If you’re wondering where to start, begin with the “easy” bits – the time consuming but straightforward documents like job plans, contracts, HR letters confirming exact dates. If you don’t have them, request them early.
Follow the instructions (even if they seem daft!)
At times it is a bit like playing “Simon says” because if the process asks you to do something in a particular way, do it that way! For example, use the GMC format for your CV as requested. Even if you don’t have something to put in a box, still add the section for completeness.
Telling the story behind the evidence
Think about what you want the evaluators to understand. Are you demonstrating your use of the Mental Health Act? Leading a complex patient journey? Showing leadership? Teaching?
To help with this, I created a cover sheet for every case, including:
- Diagnosis
- Contents
- A short summary of what I was illustrating
It guided the evaluators through my thinking – and reminded me what each case was meant to show.
Becoming a PDF ninja
Your technical skills will skyrocket. Mine certainly did. A good PDF editor became my best friend – redacting, merging, rotating pages (yes, they must all face the right way or the admin team will return your application). It sounds trivial, but the detail matters. The more polished your submission, the fewer corrections you’ll face later.

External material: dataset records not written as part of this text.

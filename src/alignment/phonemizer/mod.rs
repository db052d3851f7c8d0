use std::collections::BTreeSet;

use crate::types::{PhonemeSequence, SILENCE_PHONEME};

mod tables;
#[cfg(test)]
mod tests;

use tables::{
    letter_phonemes, word_phonemes, CODAS, CODA_COUNT, FILLER_PHONEME, HANGUL_BASE, HANGUL_LAST,
    NUCLEI, NUCLEUS_COUNT, ONSETS,
};

const MAX_SILENCE_RUN: usize = 2;

pub fn is_hangul_syllable(c: char) -> bool {
    (HANGUL_BASE..=HANGUL_LAST).contains(&(c as u32))
}

/// Onset/nucleus/coda indices of a precomposed Hangul syllable.
pub fn decompose_syllable(c: char) -> Option<(usize, usize, usize)> {
    if !is_hangul_syllable(c) {
        return None;
    }
    let code = c as u32 - HANGUL_BASE;
    let onset = code / (NUCLEUS_COUNT * CODA_COUNT);
    let nucleus = (code % (NUCLEUS_COUNT * CODA_COUNT)) / CODA_COUNT;
    let coda = code % CODA_COUNT;
    Some((onset as usize, nucleus as usize, coda as usize))
}

pub fn syllable_phonemes(c: char) -> Vec<&'static str> {
    let Some((onset, nucleus, coda)) = decompose_syllable(c) else {
        return Vec::new();
    };
    let mut out = Vec::with_capacity(3);
    if !ONSETS[onset].is_empty() {
        out.push(ONSETS[onset]);
    }
    out.push(NUCLEI[nucleus]);
    if coda > 0 {
        out.push(CODAS[coda]);
    }
    out
}

/// Approximate phonemes for a run of non-Hangul alphanumerics. The whole-word
/// table wins over letter-by-letter mapping; unmapped characters vanish.
pub fn latin_run_phonemes(run: &str) -> Vec<&'static str> {
    let lower = run.to_lowercase();
    if let Some(phonemes) = word_phonemes(&lower) {
        return phonemes.to_vec();
    }
    lower
        .chars()
        .flat_map(|c| letter_phonemes(c).iter().copied())
        .collect()
}

/// Every symbol `tokenize` can emit, excluding `SP`, in sorted order.
pub fn phoneme_inventory() -> Vec<&'static str> {
    let mut set: BTreeSet<&'static str> = BTreeSet::new();
    set.extend(ONSETS.iter().copied().filter(|p| !p.is_empty()));
    set.extend(NUCLEI.iter().copied());
    set.extend(CODAS.iter().copied().filter(|p| !p.is_empty()));
    for c in 'a'..='z' {
        set.extend(letter_phonemes(c).iter().copied());
    }
    set.insert(FILLER_PHONEME);
    set.into_iter().collect()
}

#[derive(Default)]
struct SequenceBuilder {
    phonemes: Vec<String>,
    word_index: Vec<Option<usize>>,
}

impl SequenceBuilder {
    fn push(&mut self, phoneme: &str, word: Option<usize>) {
        self.phonemes.push(phoneme.to_string());
        self.word_index.push(word);
    }

    fn push_word(&mut self, phonemes: &[&str], word: usize) -> usize {
        for ph in phonemes {
            self.push(ph, Some(word));
        }
        phonemes.len()
    }

    fn silence(&mut self) {
        self.push(SILENCE_PHONEME, None);
    }

    fn finish(mut self, words: Vec<String>) -> PhonemeSequence {
        while self.phonemes.len() >= 2
            && self.phonemes[self.phonemes.len() - 1] == SILENCE_PHONEME
            && self.phonemes[self.phonemes.len() - 2] == SILENCE_PHONEME
        {
            self.phonemes.pop();
            self.word_index.pop();
        }
        if self.phonemes.last().map(String::as_str) != Some(SILENCE_PHONEME) {
            self.silence();
        }

        let mut phonemes = Vec::with_capacity(self.phonemes.len());
        let mut word_index = Vec::with_capacity(self.word_index.len());
        let mut silence_run = 0usize;
        for (ph, idx) in self.phonemes.into_iter().zip(self.word_index) {
            if ph == SILENCE_PHONEME {
                silence_run += 1;
                if silence_run > MAX_SILENCE_RUN {
                    continue;
                }
            } else {
                silence_run = 0;
            }
            phonemes.push(ph);
            word_index.push(idx);
        }

        PhonemeSequence {
            phonemes,
            word_index,
            words,
        }
    }
}

/// Converts lyric text into an `SP`-framed phoneme sequence with a parallel
/// phoneme-to-word map. Grapheme level only: no liaison or assimilation.
pub fn tokenize(text: &str) -> PhonemeSequence {
    let words: Vec<String> = text.split_whitespace().map(str::to_string).collect();
    let mut builder = SequenceBuilder::default();
    builder.silence();
    if words.is_empty() {
        return builder.finish(words);
    }

    for (word_idx, word) in words.iter().enumerate() {
        let mut emitted = 0usize;
        let mut latin_run = String::new();
        for c in word.chars() {
            if is_hangul_syllable(c) {
                if !latin_run.is_empty() {
                    emitted += builder.push_word(&latin_run_phonemes(&latin_run), word_idx);
                    latin_run.clear();
                }
                emitted += builder.push_word(&syllable_phonemes(c), word_idx);
            } else if c.is_alphanumeric() {
                latin_run.push(c);
            }
        }
        if !latin_run.is_empty() {
            emitted += builder.push_word(&latin_run_phonemes(&latin_run), word_idx);
        }
        if emitted == 0 {
            builder.push(FILLER_PHONEME, Some(word_idx));
        }
        builder.silence();
    }

    builder.finish(words)
}
use std::env;
use std::fs;
use std::path::{Path, PathBuf};

use libtest_mimic::{Arguments, Failed, Trial};
use lyrics_sync_rs::config::ReconcileConfig;
use lyrics_sync_rs::{reconcile, AsrSegment, Line};
use serde::Deserialize;

const DEFAULT_DELTA_MS: f64 = 1.0;
const SUITE_NAME: &str = "reconcile_reference_matches_within_delta";
const EPS_SEC: f64 = 1e-9;

#[derive(Debug, Deserialize)]
struct ReconcileFixture {
    reference: Vec<String>,
    transcript: Vec<AsrSegment>,
    expected: Expected,
}

#[derive(Debug, Deserialize)]
struct Expected {
    matched_lines: usize,
    #[serde(default)]
    lines: Vec<ExpectedLine>,
}

#[derive(Debug, Deserialize)]
struct ExpectedLine {
    index: usize,
    #[serde(default)]
    start: Option<f64>,
    #[serde(default)]
    end: Option<f64>,
}

fn main() {
    let args = Arguments::from_args();
    let repo_root = PathBuf::from(env!("CARGO_MANIFEST_DIR"));
    let fixture_dir = repo_root.join("tests").join("fixtures").join("reconcile");
    let delta_ms = env_f64("LYRICS_SYNC_IT_DELTA_MS", DEFAULT_DELTA_MS);

    let fixtures = match list_fixtures(&fixture_dir) {
        Ok(paths) if !paths.is_empty() => paths,
        Ok(_) => {
            run_setup_failure(
                &args,
                format!("No reconcile fixtures found under {}.", fixture_dir.display()),
            );
            return;
        }
        Err(err) => {
            run_setup_failure(&args, err);
            return;
        }
    };

    let tests = fixtures
        .into_iter()
        .map(|path| {
            let name = path
                .file_stem()
                .map(|stem| stem.to_string_lossy().into_owned())
                .unwrap_or_default();
            Trial::test(format!("{SUITE_NAME}::{name}"), move || {
                run_fixture(&path, delta_ms).map_err(Failed::from)
            })
        })
        .collect();

    libtest_mimic::run(&args, tests).exit();
}

fn run_setup_failure(args: &Arguments, message: String) {
    let test = Trial::test(format!("{SUITE_NAME}::setup"), move || {
        Err(Failed::from(message))
    });
    libtest_mimic::run(args, vec![test]).exit();
}

fn list_fixtures(dir: &Path) -> Result<Vec<PathBuf>, String> {
    let entries = fs::read_dir(dir)
        .map_err(|err| format!("Failed to list fixtures in '{}': {err}", dir.display()))?;
    let mut paths = Vec::new();
    for entry in entries {
        let path = entry
            .map_err(|err| format!("Failed to read fixture entry: {err}"))?
            .path();
        if path.extension().is_some_and(|ext| ext == "json") {
            paths.push(path);
        }
    }
    paths.sort();
    Ok(paths)
}

fn run_fixture(path: &Path, delta_ms: f64) -> Result<(), String> {
    let data = fs::read_to_string(path)
        .map_err(|err| format!("Failed to read fixture '{}': {err}", path.display()))?;
    let fixture: ReconcileFixture = serde_json::from_str(&data)
        .map_err(|err| format!("Failed to parse fixture '{}': {err}", path.display()))?;

    let config = ReconcileConfig::default();
    let outcome = reconcile(&fixture.reference, &fixture.transcript, &config);

    if outcome.lines.len() != fixture.reference.len() {
        return Err(format!(
            "line count mismatch: predicted={} reference={}",
            outcome.lines.len(),
            fixture.reference.len()
        ));
    }
    if outcome.matched_lines != fixture.expected.matched_lines {
        return Err(format!(
            "matched line count mismatch: predicted={} expected={}",
            outcome.matched_lines, fixture.expected.matched_lines
        ));
    }

    check_structure(&outcome.lines, &config)?;

    let delta_sec = delta_ms / 1000.0;
    let mut failures = Vec::new();
    for expected in &fixture.expected.lines {
        let Some(line) = outcome.lines.get(expected.index) else {
            failures.push(format!("line {} missing", expected.index));
            continue;
        };
        if let Some(start) = expected.start {
            if (line.start_time - start).abs() > delta_sec {
                failures.push(format!(
                    "line {} start {:.4}s expected {:.4}s",
                    expected.index, line.start_time, start
                ));
            }
        }
        if let Some(end) = expected.end {
            if (line.end_time - end).abs() > delta_sec {
                failures.push(format!(
                    "line {} end {:.4}s expected {:.4}s",
                    expected.index, line.end_time, end
                ));
            }
        }
    }

    if failures.is_empty() {
        Ok(())
    } else {
        Err(format!(
            "{} endpoint(s) outside {delta_ms}ms:\n  {}",
            failures.len(),
            failures.join("\n  ")
        ))
    }
}

fn check_structure(lines: &[Line], config: &ReconcileConfig) -> Result<(), String> {
    for (i, pair) in lines.windows(2).enumerate() {
        if pair[0].end_time > pair[1].start_time + EPS_SEC {
            return Err(format!(
                "line {i} ends at {:.4}s after line {} starts at {:.4}s",
                pair[0].end_time,
                i + 1,
                pair[1].start_time
            ));
        }
    }
    for (i, line) in lines.iter().enumerate() {
        let duration = line.duration();
        if duration < config.min_line_sec - EPS_SEC || duration > config.max_line_sec + EPS_SEC {
            return Err(format!("line {i} duration {duration:.4}s outside bounds"));
        }
        let first = line.words.first().map(|w| w.start_time);
        let last = line.words.last().map(|w| w.end_time);
        if first != Some(line.start_time) || last != Some(line.end_time) {
            return Err(format!("line {i} span does not match its words"));
        }
        for pair in line.words.windows(2) {
            if pair[0].end_time > pair[1].start_time + EPS_SEC {
                return Err(format!("line {i} has overlapping words"));
            }
        }
    }
    Ok(())
}

fn env_f64(name: &str, default: f64) -> f64 {
    env::var(name)
        .ok()
        .and_then(|raw| raw.parse::<f64>().ok())
        .unwrap_or(default)
}
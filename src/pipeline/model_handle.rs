use std::ops::{Deref, DerefMut};
use std::sync::atomic::{AtomicBool, Ordering};
use std::sync::Arc;

use crate::error::SyncError;

type Loader<M> = Box<dyn Fn() -> Result<Arc<M>, SyncError> + Send + Sync>;

/// Lazily acquired external model. The model is loaded on first use and kept
/// until [`ModelHandle::release`] is called or a [`ModelScope`] guard drops.
pub struct ModelHandle<M: ?Sized> {
    name: &'static str,
    loader: Loader<M>,
    loaded: Option<Arc<M>>,
}

impl<M: ?Sized> ModelHandle<M> {
    pub fn new<F>(name: &'static str, loader: F) -> Self
    where
        F: Fn() -> Result<Arc<M>, SyncError> + Send + Sync + 'static,
    {
        Self {
            name,
            loader: Box::new(loader),
            loaded: None,
        }
    }

    /// Wraps an already constructed model; release only drops this handle's
    /// reference.
    pub fn ready(name: &'static str, model: Arc<M>) -> Self
    where
        M: Send + Sync + 'static,
    {
        Self::new(name, move || Ok(Arc::clone(&model)))
    }

    pub fn name(&self) -> &'static str {
        self.name
    }

    pub fn is_loaded(&self) -> bool {
        self.loaded.is_some()
    }

    pub fn get(&mut self) -> Result<Arc<M>, SyncError> {
        if let Some(model) = &self.loaded {
            return Ok(Arc::clone(model));
        }
        let model = (self.loader)()?;
        tracing::debug!(model = self.name, "model acquired");
        self.loaded = Some(Arc::clone(&model));
        Ok(model)
    }

    pub fn release(&mut self) {
        if self.loaded.take().is_some() {
            tracing::debug!(model = self.name, "model released");
        }
    }

    /// Guard that releases the model when it goes out of scope.
    pub fn scoped(&mut self) -> ModelScope<'_, M> {
        ModelScope { handle: self }
    }
}

pub struct ModelScope<'a, M: ?Sized> {
    handle: &'a mut ModelHandle<M>,
}

impl<M: ?Sized> Deref for ModelScope<'_, M> {
    type Target = ModelHandle<M>;

    fn deref(&self) -> &Self::Target {
        self.handle
    }
}

impl<M: ?Sized> DerefMut for ModelScope<'_, M> {
    fn deref_mut(&mut self) -> &mut Self::Target {
        self.handle
    }
}

impl<M: ?Sized> Drop for ModelScope<'_, M> {
    fn drop(&mut self) {
        self.handle.release();
    }
}

/// Cooperative cancellation checked between chunks.
#[derive(Debug, Clone, Default)]
pub struct CancellationFlag(Arc<AtomicBool>);

impl CancellationFlag {
    pub fn new() -> Self {
        Self::default()
    }

    pub fn cancel(&self) {
        self.0.store(true, Ordering::SeqCst);
    }

    pub fn is_cancelled(&self) -> bool {
        self.0.load(Ordering::SeqCst)
    }

    pub fn check(&self) -> Result<(), SyncError> {
        if self.is_cancelled() {
            Err(SyncError::Cancelled)
        } else {
            Ok(())
        }
    }
}
use std::path::Path;

use serde::Deserialize;

use crate::error::SyncError;
use crate::pipeline::traits::SpeechRecognizer;
use crate::types::AsrSegment;

#[derive(Deserialize)]
#[serde(untagged)]
enum TranscriptDocument {
    Wrapped { segments: Vec<AsrSegment> },
    Bare(Vec<AsrSegment>),
}

/// Recognizer backed by a transcript computed ahead of time. Accepts either a
/// bare segment list or `{"segments": [...]}`.
#[derive(Debug, Clone, Default)]
pub struct TranscriptFile {
    segments: Vec<AsrSegment>,
}

impl TranscriptFile {
    pub fn new(segments: Vec<AsrSegment>) -> Self {
        Self { segments }
    }

    pub fn load(path: &Path) -> Result<Self, SyncError> {
        let data =
            std::fs::read_to_string(path).map_err(|e| SyncError::io("read transcript", e))?;
        let doc: TranscriptDocument =
            serde_json::from_str(&data).map_err(|e| SyncError::json("parse transcript", e))?;
        let segments = match doc {
            TranscriptDocument::Wrapped { segments } | TranscriptDocument::Bare(segments) => {
                segments
            }
        };
        Ok(Self { segments })
    }

    pub fn segments(&self) -> &[AsrSegment] {
        &self.segments
    }
}

impl SpeechRecognizer for TranscriptFile {
    fn transcribe(
        &self,
        _samples: &[f32],
        _sample_rate_hz: u32,
        _language: &str,
    ) -> Result<Vec<AsrSegment>, SyncError> {
        Ok(self.segments.clone())
    }
}
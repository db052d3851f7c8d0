/// Lays `weights` out back to back over `[start, end]`, each slot sized in
/// proportion to its weight. An inverted range collapses to `start`.
pub fn split_proportional(start: f64, end: f64, weights: &[usize]) -> Vec<(f64, f64)> {
    let total: usize = weights.iter().map(|&w| w.max(1)).sum();
    if total == 0 {
        return Vec::new();
    }
    let span = (end - start).max(0.0);
    let mut offset = 0usize;
    weights
        .iter()
        .map(|&w| {
            let w = w.max(1);
            let s = start + span * offset as f64 / total as f64;
            offset += w;
            let e = start + span * offset as f64 / total as f64;
            (s, e)
        })
        .collect()
}

/// How unmatched runs at the edges are placed.
#[derive(Debug, Clone, Copy, PartialEq)]
pub(crate) enum Extent {
    /// No outer bounds: edge runs are extrapolated at a fixed pace.
    Open { sec_per_unit: f64 },
    /// Edge runs stretch to the given bounds.
    Bounded { start: f64, end: f64 },
}

/// Fills `None` entries from their matched neighbours. Interior runs share the
/// gap between the neighbours by weight; edge runs follow `extent`.
///
/// With no matched entry at all, an open extent yields nothing and a bounded
/// one is split proportionally.
pub(crate) fn fill_unmatched(
    raw: &[Option<(f64, f64)>],
    weights: &[usize],
    extent: Extent,
) -> Option<Vec<(f64, f64)>> {
    debug_assert_eq!(raw.len(), weights.len());
    if raw.iter().all(Option::is_none) {
        return match extent {
            Extent::Open { .. } => None,
            Extent::Bounded { start, end } => Some(split_proportional(start, end, weights)),
        };
    }

    let mut out: Vec<(f64, f64)> = Vec::with_capacity(raw.len());
    let mut i = 0usize;
    while i < raw.len() {
        if let Some(span) = raw[i] {
            out.push(span);
            i += 1;
            continue;
        }
        let run_start = i;
        while i < raw.len() && raw[i].is_none() {
            i += 1;
        }
        let run_weights = &weights[run_start..i];
        let prev_end = out.last().map(|&(_, e)| e);
        let next_start = raw.get(i).copied().flatten().map(|(s, _)| s);
        let run_units: usize = run_weights.iter().map(|&w| w.max(1)).sum();

        let (lo, hi) = match (prev_end, next_start, extent) {
            (Some(p), Some(n), _) => (p, n.max(p)),
            (None, Some(n), Extent::Bounded { start, .. }) => (start.min(n), n),
            (Some(p), None, Extent::Bounded { end, .. }) => (p, end.max(p)),
            (None, Some(n), Extent::Open { sec_per_unit }) => {
                ((n - run_units as f64 * sec_per_unit).max(0.0), n)
            }
            (Some(p), None, Extent::Open { sec_per_unit }) => {
                (p, p + run_units as f64 * sec_per_unit)
            }
            (None, None, _) => unreachable!("at least one entry is matched"),
        };
        out.extend(split_proportional(lo, hi, run_weights));
    }
    Some(out)
}

/// Mean seconds per unit over matched entries, clamped to `[min, max]`.
pub(crate) fn matched_pace(
    raw: &[Option<(f64, f64)>],
    weights: &[usize],
    min: f64,
    max: f64,
) -> f64 {
    let paces: Vec<f64> = raw
        .iter()
        .zip(weights)
        .filter_map(|(span, &w)| span.map(|(s, e)| (e - s).max(0.0) / w.max(1) as f64))
        .collect();
    if paces.is_empty() {
        return min;
    }
    (paces.iter().sum::<f64>() / paces.len() as f64).clamp(min, max)
}
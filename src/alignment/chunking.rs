use super::grouping::round_ms;
use crate::config::ChunkConfig;
use crate::types::AlignedWord;

/// One window of the (trimmed) waveform. Only lives for the duration of a
/// chunked alignment pass.
#[derive(Debug, Clone, Copy)]
pub struct AudioChunk<'a> {
    pub index: usize,
    pub sample_offset: usize,
    pub samples: &'a [f32],
    pub time_offset_sec: f64,
    /// End of the part of this chunk that does not overlap the next one.
    /// `None` for the last chunk.
    pub boundary_sec: Option<f64>,
}

#[derive(Debug, Clone, PartialEq)]
pub struct ChunkPlan {
    sample_rate_hz: u32,
    chunk_samples: usize,
    step_samples: usize,
    starts: Vec<usize>,
}

impl ChunkPlan {
    /// A single chunk spans the whole waveform when it fits within the chunk
    /// budget plus overlap; otherwise chunks start every `chunk - overlap`.
    pub fn new(total_samples: usize, sample_rate_hz: u32, config: &ChunkConfig) -> Self {
        let rate = sample_rate_hz.max(1) as f64;
        let duration = total_samples as f64 / rate;
        if duration <= config.chunk_duration_sec + config.overlap_sec {
            return Self {
                sample_rate_hz,
                chunk_samples: total_samples,
                step_samples: total_samples.max(1),
                starts: vec![0],
            };
        }

        let chunk_samples = ((config.chunk_duration_sec * rate) as usize).max(1);
        let step_samples = ((config.step_sec() * rate) as usize).clamp(1, chunk_samples);
        let starts = (0..total_samples).step_by(step_samples).collect();
        Self {
            sample_rate_hz,
            chunk_samples,
            step_samples,
            starts,
        }
    }

    pub fn len(&self) -> usize {
        self.starts.len()
    }

    pub fn is_empty(&self) -> bool {
        self.starts.is_empty()
    }

    pub fn is_single(&self) -> bool {
        self.starts.len() == 1
    }

    pub fn chunks<'a>(&'a self, samples: &'a [f32]) -> impl Iterator<Item = AudioChunk<'a>> + 'a {
        let rate = self.sample_rate_hz.max(1) as f64;
        let last = self.starts.len().saturating_sub(1);
        self.starts.iter().enumerate().map(move |(index, &start)| {
            let start = start.min(samples.len());
            let end = (start + self.chunk_samples).min(samples.len());
            AudioChunk {
                index,
                sample_offset: start,
                samples: &samples[start..end],
                time_offset_sec: start as f64 / rate,
                boundary_sec: (index < last).then(|| (start + self.step_samples) as f64 / rate),
            }
        })
    }
}

/// Hands each chunk `ceil(lines / chunks)` consecutive lyric lines. Trailing
/// chunks may get nothing.
pub fn split_lines_for_chunks<'a>(lines: &'a [String], chunk_count: usize) -> Vec<&'a [String]> {
    let chunk_count = chunk_count.max(1);
    let per_chunk = lines.len().div_ceil(chunk_count).max(1);
    (0..chunk_count)
        .map(|i| {
            let start = (i * per_chunk).min(lines.len());
            let end = (start + per_chunk).min(lines.len());
            &lines[start..end]
        })
        .collect()
}

/// Moves chunk-relative words to absolute time and drops, for every chunk but
/// the last, words starting at or past the non-overlapping boundary.
pub fn place_chunk_words(chunk: &AudioChunk<'_>, words: Vec<AlignedWord>) -> Vec<AlignedWord> {
    let before = words.len();
    let placed: Vec<AlignedWord> = words
        .into_iter()
        .map(|mut w| {
            w.word.start_time = round_ms(w.word.start_time + chunk.time_offset_sec);
            w.word.end_time = round_ms(w.word.end_time + chunk.time_offset_sec);
            w
        })
        .filter(|w| chunk.boundary_sec.map_or(true, |b| w.word.start_time < b))
        .collect();
    if placed.len() < before {
        tracing::debug!(
            chunk = chunk.index,
            dropped = before - placed.len(),
            boundary_sec = chunk.boundary_sec,
            "chunking: dropped words past non-overlapping boundary"
        );
    }
    placed
}

pub fn merge_chunk_words(chunks: Vec<Vec<AlignedWord>>) -> Vec<AlignedWord> {
    let mut merged: Vec<AlignedWord> = chunks.into_iter().flatten().collect();
    merged.sort_by(|a, b| a.word.start_time.total_cmp(&b.word.start_time));
    merged
}

/// Shifts every timestamp by the intro-trim offset.
pub fn restore_offset(words: &mut [AlignedWord], offset_sec: f64) {
    if offset_sec <= 0.0 {
        return;
    }
    for w in words {
        w.word.start_time = round_ms(w.word.start_time + offset_sec);
        w.word.end_time = round_ms(w.word.end_time + offset_sec);
    }
}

Submission: the start of a new waiting game
Submitting isn’t the end – it’s the beginning of a long, sometimes unpredictable journey. My process, during COVID, was heavily delayed. Admin corrections took time, but every one of them strengthened my application. The Specialist Advisor was supportive, and when the College finally received it, I naively expected a quick decision.
There were delays finding evaluators. The application sat. And then Sarah – the CESR lead in London – picked it up and moved it forward with such kindness and clarity.
The day it all became real
On 2 May 2023, I received the email: successful registration. Passing first time was exhilarating. Every Monday afternoon, every PDF, every colour coded spreadsheet – it was all worth it.
Since then, I’ve joined the CESR Fellowship programme in Grampian, supporting others through the process. Doctors from across Scotland reach out for advice, and it’s a privilege to demystify something that once felt so opaque.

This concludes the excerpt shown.